→ **Task objective**: An exact, complete copy of the data is all that is needed.
┌─ Exercise input
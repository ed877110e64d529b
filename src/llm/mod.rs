//! 补全服务层：客户端抽象与实现（OpenAI 兼容 / DeepSeek / Anthropic / Mock）

pub mod anthropic;
pub mod deepseek;
pub mod message;
pub mod mock;
pub mod openai;
pub mod traits;

use std::sync::Arc;

use crate::config::AppConfig;

pub use anthropic::AnthropicClient;
pub use deepseek::{create_deepseek_client, DEEPSEEK_CHAT};
pub use message::{CompletionRequest, Message, Role};
pub use mock::{MockLlmClient, ScriptedLlmClient, ScriptedReply};
pub use openai::OpenAiClient;
pub use traits::{LlmClient, LlmError};

/// 根据配置与环境变量选择后端（DeepSeek / OpenAI 兼容 / Anthropic / Mock）
pub fn create_llm_from_config(cfg: &AppConfig) -> Arc<dyn LlmClient> {
    let provider = cfg.llm.provider.to_lowercase();
    let has = |key: &str| std::env::var(key).is_ok();

    if provider == "anthropic" && has("ANTHROPIC_API_KEY") {
        let model = cfg
            .llm
            .anthropic
            .model
            .clone()
            .unwrap_or_else(|| cfg.llm.model.clone());
        tracing::info!("Using Anthropic completion service ({})", model);
        Arc::new(AnthropicClient::new(
            cfg.llm.base_url.as_deref(),
            &model,
            None,
            cfg.llm.timeouts.request,
        ))
    } else if has("DEEPSEEK_API_KEY") || (provider == "deepseek" && has("OPENAI_API_KEY")) {
        let model = cfg
            .llm
            .deepseek
            .model
            .clone()
            .unwrap_or_else(|| cfg.llm.model.clone());
        tracing::info!("Using DeepSeek completion service ({})", model);
        Arc::new(create_deepseek_client(Some(&model)))
    } else if has("OPENAI_API_KEY") {
        let model = cfg
            .llm
            .openai
            .model
            .clone()
            .unwrap_or_else(|| "gpt-4o-mini".to_string());
        tracing::info!("Using OpenAI completion service ({})", model);
        Arc::new(OpenAiClient::new(cfg.llm.base_url.as_deref(), &model, None))
    } else {
        tracing::warn!("No API key set or provider unknown, using Mock completion service");
        Arc::new(MockLlmClient)
    }
}
//! GAP 过程事件：供进度视图订阅；接收端被丢弃不影响进行中的任务

use serde::Serialize;

use crate::graph::EntityId;

#[derive(Debug, Clone, Serialize)]
#[serde(tag = "type", rename_all = "snake_case")]
pub enum GapEvent {
    ContextAssembled { has_current: bool, activated: usize },
    Analyzed { mode: &'static str },
    AwaitingConfirmation { tasks: Vec<String>, reasoning: String },
    /// 某个并行任务完成（顺序即网络完成顺序）
    TaskSettled { index: usize, ok: bool },
    /// 按任务原始顺序合并进图
    NodeMerged { index: usize, node: EntityId },
    BatchFinished { created: usize, failed: usize },
    Answered { node: EntityId },
    Synthesized { universe_id: String, nexus: EntityId },
    Error { text: String },
}
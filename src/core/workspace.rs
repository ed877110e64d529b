//! 工作区：当前宇宙（唯一可写）+ 宇宙库
//!
//! 所有图写入都经由 `&mut Workspace` / `&mut EntityStore` 串行发生，没有内部锁。

use std::sync::Arc;

use crate::graph::{EntityStore, LayoutConfig, Snapshot};
use crate::library::{LibraryError, UniverseLibrary};

pub struct Workspace {
    current: Option<EntityStore>,
    library: Arc<dyn UniverseLibrary>,
    layout: LayoutConfig,
}

impl Workspace {
    pub fn new(library: Arc<dyn UniverseLibrary>, layout: LayoutConfig) -> Self {
        Self {
            current: None,
            library,
            layout,
        }
    }

    pub fn library(&self) -> &Arc<dyn UniverseLibrary> {
        &self.library
    }

    pub fn layout(&self) -> &LayoutConfig {
        &self.layout
    }

    pub fn current(&self) -> Option<&EntityStore> {
        self.current.as_ref()
    }

    pub fn current_mut(&mut self) -> Option<&mut EntityStore> {
        self.current.as_mut()
    }

    /// 替换当前宇宙（不自动保存旧宇宙）
    pub fn set_current(&mut self, store: EntityStore) {
        tracing::info!(universe = %store.id(), "current universe set");
        self.current = Some(store);
    }

    pub fn close(&mut self) -> Option<EntityStore> {
        self.current.take()
    }

    /// 新建空宇宙并设为当前
    pub fn create_universe(&mut self, title: impl Into<String>) -> &mut EntityStore {
        self.current.insert(EntityStore::new(title, self.layout.clone()))
    }

    /// 从宇宙库打开
    pub fn open(&mut self, universe_id: &str) -> Result<&mut EntityStore, LibraryError> {
        let universe = self
            .library
            .load(universe_id)?
            .ok_or_else(|| LibraryError::NotFound(universe_id.to_string()))?;
        tracing::info!(universe = %universe_id, nodes = universe.nodes.len(), "universe opened");
        Ok(self
            .current
            .insert(EntityStore::from_universe(universe, self.layout.clone())))
    }

    /// 整宇宙保存；没有当前宇宙时什么都不做
    pub fn save(&self) -> Result<(), LibraryError> {
        match &self.current {
            Some(store) => self.library.save(store.universe()),
            None => Ok(()),
        }
    }

    /// 开始一次探索前：保存并拍快照
    pub fn begin_exploration(&self) -> Result<Option<Snapshot>, LibraryError> {
        let Some(store) = &self.current else {
            return Ok(None);
        };
        self.library.save(store.universe())?;
        self.library.create_snapshot(store.id()).map(Some)
    }

    /// 回滚到快照并重新载入当前宇宙
    pub fn revert_to_snapshot(&mut self) -> Result<(), LibraryError> {
        let Some(id) = self.current.as_ref().map(|s| s.id().to_string()) else {
            return Ok(());
        };
        let universe = self.library.revert_to_snapshot(&id)?;
        self.current = Some(EntityStore::from_universe(universe, self.layout.clone()));
        Ok(())
    }
}

#[cfg(test)]
mod tests {
    use super::*;
    use crate::graph::NewNode;
    use crate::library::InMemoryLibrary;

    #[test]
    fn test_exploration_and_revert() {
        let mut ws = Workspace::new(Arc::new(InMemoryLibrary::new()), LayoutConfig::default());
        let store = ws.create_universe("u");
        let nx = store.create_nexus("T", "", vec![]);
        ws.begin_exploration().unwrap().unwrap();

        let store = ws.current_mut().unwrap();
        store.add_node(NewNode::new(nx.clone(), "explore 1")).unwrap();
        store.add_node(NewNode::new(nx, "explore 2")).unwrap();
        ws.save().unwrap();
        assert_eq!(ws.current().unwrap().node_count(), 2);

        ws.revert_to_snapshot().unwrap();
        assert_eq!(ws.current().unwrap().node_count(), 0);
    }

    #[test]
    fn test_open_missing() {
        let mut ws = Workspace::new(Arc::new(InMemoryLibrary::new()), LayoutConfig::default());
        assert!(matches!(ws.open("nope"), Err(LibraryError::NotFound(_))));
        assert!(ws.current().is_none());
        assert!(ws.save().is_ok());
    }
}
└─
→ **Finished exercise**:
repository ed877110e64d529b
filename src/llm/mod.rs
//! 补全服务层：客户端抽象与实现（OpenAI 兼容 / DeepSeek / Anthropic / Mock）

pub mod anthropic;
pub mod deepseek;
pub mod message;
pub mod mock;
pub mod openai;
pub mod traits;

use std::sync::Arc;

use crate::config::AppConfig;

pub use anthropic::AnthropicClient;
pub use deepseek::{create_deepseek_client, DEEPSEEK_CHAT};
pub use message::{CompletionRequest, Message, Role};
pub use mock::{MockLlmClient, ScriptedLlmClient, ScriptedReply};
pub use openai::OpenAiClient;
pub use traits::{LlmClient, LlmError};

/// 根据配置与环境变量选择后端（DeepSeek / OpenAI 兼容 / Anthropic / Mock）
pub fn create_llm_from_config(cfg: &AppConfig) -> Arc<dyn LlmClient> {
    let provider = cfg.llm.provider.to_lowercase();
    let has = |key: &str| std::env::var(key).is_ok();

    if provider == "anthropic" && has("ANTHROPIC_API_KEY") {
        let model = cfg
            .llm
            .anthropic
            .model
            .clone()
            .unwrap_or_else(|| cfg.llm.model.clone());
        tracing::info!("Using Anthropic completion service ({})", model);
        Arc::new(AnthropicClient::new(
            cfg.llm.base_url.as_deref(),
            &model,
            None,
            cfg.llm.timeouts.request,
        ))
    } else if has("DEEPSEEK_API_KEY") || (provider == "deepseek" && has("OPENAI_API_KEY")) {
        let model = cfg
            .llm
            .deepseek
            .model
            .clone()
            .unwrap_or_else(|| cfg.llm.model.clone());
        tracing::info!("Using DeepSeek completion service ({})", model);
        Arc::new(create_deepseek_client(Some(&model)))
    } else if has("OPENAI_API_KEY") {
        let model = cfg
            .llm
            .openai
            .model
            .clone()
            .unwrap_or_else(|| "gpt-4o-mini".to_string());
        tracing::info!("Using OpenAI completion service ({})", model);
        Arc::new(OpenAiClient::new(cfg.llm.base_url.as_deref(), &model, None))
    } else {
        tracing::warn!("No API key set or provider unknown, using Mock completion service");
        Arc::new(MockLlmClient)
    }
}
//! GAP 过程事件：供进度视图订阅；接收端被丢弃不影响进行中的任务

use serde::Serialize;

use crate::graph::EntityId;

#[derive(Debug, Clone, Serialize)]
#[serde(tag = "type", rename_all = "snake_case")]
pub enum GapEvent {
    ContextAssembled { has_current: bool, activated: usize },
    Analyzed { mode: &'static str },
    AwaitingConfirmation { tasks: Vec<String>, reasoning: String },
    /// 某个并行任务完成（顺序即网络完成顺序）
    TaskSettled { index: usize, ok: bool },
    /// 按任务原始顺序合并进图
    NodeMerged { index: usize, node: EntityId },
    BatchFinished { created: usize, failed: usize },
    Answered { node: EntityId },
    Synthesized { universe_id: String, nexus: EntityId },
    Error { text: String },
}
filename src/core/workspace.rs
repository ed877110e64d529b
//! 工作区：当前宇宙（唯一可写）+ 宇宙库
//!
//! 所有图写入都经由 `&mut Workspace` / `&mut EntityStore` 串行发生，没有内部锁。

use std::sync::Arc;

use crate::graph::{EntityStore, LayoutConfig, Snapshot};
use crate::library::{LibraryError, UniverseLibrary};

pub struct Workspace {
    current: Option<EntityStore>,
    library: Arc<dyn UniverseLibrary>,
    layout: LayoutConfig,
}

impl Workspace {
    pub fn new(library: Arc<dyn UniverseLibrary>, layout: LayoutConfig) -> Self {
        Self {
            current: None,
            library,
            layout,
        }
    }

    pub fn library(&self) -> &Arc<dyn UniverseLibrary> {
        &self.library
    }

    pub fn layout(&self) -> &LayoutConfig {
        &self.layout
    }

    pub fn current(&self) -> Option<&EntityStore> {
        self.current.as_ref()
    }

    pub fn current_mut(&mut self) -> Option<&mut EntityStore> {
        self.current.as_mut()
    }

    /// 替换当前宇宙（不自动保存旧宇宙）
    pub fn set_current(&mut self, store: EntityStore) {
        tracing::info!(universe = %store.id(), "current universe set");
        self.current = Some(store);
    }

    pub fn close(&mut self) -> Option<EntityStore> {
        self.current.take()
    }

    /// 新建空宇宙并设为当前
    pub fn create_universe(&mut self, title: impl Into<String>) -> &mut EntityStore {
        self.current.insert(EntityStore::new(title, self.layout.clone()))
    }

    /// 从宇宙库打开
    pub fn open(&mut self, universe_id: &str) -> Result<&mut EntityStore, LibraryError> {
        let universe = self
            .library
            .load(universe_id)?
            .ok_or_else(|| LibraryError::NotFound(universe_id.to_string()))?;
        tracing::info!(universe = %universe_id, nodes = universe.nodes.len(), "universe opened");
        Ok(self
            .current
            .insert(EntityStore::from_universe(universe, self.layout.clone())))
    }

    /// 整宇宙保存；没有当前宇宙时什么都不做
    pub fn save(&self) -> Result<(), LibraryError> {
        match &self.current {
            Some(store) => self.library.save(store.universe()),
            None => Ok(()),
        }
    }

    /// 开始一次探索前：保存并拍快照
    pub fn begin_exploration(&self) -> Result<Option<Snapshot>, LibraryError> {
        let Some(store) = &self.current else {
            return Ok(None);
        };
        self.library.save(store.universe())?;
        self.library.create_snapshot(store.id()).map(Some)
    }

    /// 回滚到快照并重新载入当前宇宙
    pub fn revert_to_snapshot(&mut self) -> Result<(), LibraryError> {
        let Some(id) = self.current.as_ref().map(|s| s.id().to_string()) else {
            return Ok(());
        };
        let universe = self.library.revert_to_snapshot(&id)?;
        self.current = Some(EntityStore::from_universe(universe, self.layout.clone()));
        Ok(())
    }
}

#[cfg(test)]
mod tests {
    use super::*;
    use crate::graph::NewNode;
    use crate::library::InMemoryLibrary;

    #[test]
    fn test_exploration_and_revert() {
        let mut ws = Workspace::new(Arc::new(InMemoryLibrary::new()), LayoutConfig::default());
        let store = ws.create_universe("u");
        let nx = store.create_nexus("T", "", vec![]);
        ws.begin_exploration().unwrap().unwrap();

        let store = ws.current_mut().unwrap();
        store.add_node(NewNode::new(nx.clone(), "explore 1")).unwrap();
        store.add_node(NewNode::new(nx, "explore 2")).unwrap();
        ws.save().unwrap();
        assert_eq!(ws.current().unwrap().node_count(), 2);

        ws.revert_to_snapshot().unwrap();
        assert_eq!(ws.current().unwrap().node_count(), 0);
    }

    #[test]
    fn test_open_missing() {
        let mut ws = Workspace::new(Arc::new(InMemoryLibrary::new()), LayoutConfig::default());
        assert!(matches!(ws.open("nope"), Err(LibraryError::NotFound(_))));
        assert!(ws.current().is_none());
        assert!(ws.save().is_ok());
    }
}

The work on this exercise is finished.